3. The method for extracting the characteristic genes of sequencing data based on interpretable deep learning of claim 1, wherein the step S2 is specifically:

calculation of the parameter Gradient for the first layer input neurons based on the loss function back propagation calculation during each training of the classification (l _θ (X, y)) as a gene signature, namely:

wherein X represents data of one training, y represents a label of one training, l _θ (X, y) represents a loss function trained once based on data X and label y; m represents the number of characteristic genes, and the inputted characteristic gene expression amount is expressed as: { Gene ₁ ，Gene ₂ ，...，Gene _m -a }; θ represents a parameter that the neural network needs to optimize, i.e., the weight of the neuron; θ _1，· The neuron weight representing the first layer, the input layer, is a vector of m elements, namely: θ _1，· ＝{θ _1，1 ，θ _1，2 ，...，θ _1，m And }, wherein θ _1，i Representative Gene _i The weights of the neurons corresponding to the inputs of (a);

w represents a gradient value, namely:

W＝{w ₁ ，w ₂ ，...，w _m }＝Gradient(l _θ (X，y))

w is a vector containing m elements, where W is _i Represents Gene in one training _i The component of the corresponding gradient value, which represents the contribution of the gene to the training, i.e., the importance of the gene during the training, is expressed as the total significant value of a gene throughout the training:

where k represents the total number of exercises in the whole training process, the total salience value salience (Gene _i ) Represents the Gene _i The gradient components accumulated during the overall training process, i.e. the contribution to the overall training process, i.e. its importance in the overall training process.

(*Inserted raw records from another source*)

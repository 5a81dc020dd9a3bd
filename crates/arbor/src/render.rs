//! Draw list: what `on_draw` hooks produce.
//!
//! The kernel does not talk to a GPU. Each draw pass fills a [`DrawList`]
//! with one [`DrawCommand`] per quad (model matrix, optional texture, tint)
//! plus a projection matrix set once per frame; a rendering backend consumes
//! the list and issues the actual uniform updates and draw calls.

use crate::math::{Mat4, Transform2d};
use crate::node::NodeId;

/// One textured (or flat) unit quad to draw.
#[derive(Debug, Clone, PartialEq)]
pub struct DrawCommand {
    pub node: NodeId,
    pub model: Mat4,
    pub texture: Option<String>,
    pub tint: [f32; 4],
}

/// Commands collected during one draw pass, in tree order.
#[derive(Debug, Clone)]
pub struct DrawList {
    projection: Mat4,
    commands: Vec<DrawCommand>,
}

impl DrawList {
    pub fn new() -> Self {
        Self {
            projection: Mat4::IDENTITY,
            commands: Vec::new(),
        }
    }

    /// Orthographic projection centred on the origin, `width` x `height` units.
    pub fn orthographic(width: f32, height: f32) -> Mat4 {
        let (hw, hh) = (width * 0.5, height * 0.5);
        Mat4::orthographic_rh(-hw, hw, -hh, hh, -1.0, 1.0)
    }

    pub fn set_projection(&mut self, projection: Mat4) {
        self.projection = projection;
    }

    pub fn projection(&self) -> Mat4 {
        self.projection
    }

    /// Queue a quad at `transform`.
    pub fn quad(
        &mut self,
        node: NodeId,
        transform: &Transform2d,
        texture: Option<&str>,
        tint: [f32; 4],
    ) {
        self.commands.push(DrawCommand {
            node,
            model: transform.matrix(),
            texture: texture.map(str::to_owned),
            tint,
        });
    }

    pub fn commands(&self) -> &[DrawCommand] {
        &self.commands
    }

    pub fn len(&self) -> usize {
        self.commands.len()
    }

    pub fn is_empty(&self) -> bool {
        self.commands.is_empty()
    }

    /// Drop the previous frame's commands; the projection is kept.
    pub fn clear(&mut self) {
        self.commands.clear();
    }
}

impl Default for DrawList {
    fn default() -> Self {
        Self::new()
    }
}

4. The method for extracting signature genes from sequencing data based on interpretable deep learning of claim 1, wherein in step S3, the signature genes are specifically: the gene signature represents the gene combination of specific expression of a certain cell or a certain spot in the microenvironment, can be used as the identification of the cell/spot in the microenvironment and is related to the biological function of the cell/spot, and particularly, the characteristic gene signature of the cell/spot related to the disease has the value of analyzing the prognosis of a patient.

5. The method for extracting characteristic genes of sequencing data based on interpretable deep learning of claim 1, wherein in step S4, the cycle stop condition is specifically: the top ranking genes remain unchanged during successive training rounds to reach a steady state where the top ranking genes are selected as the output gene signature.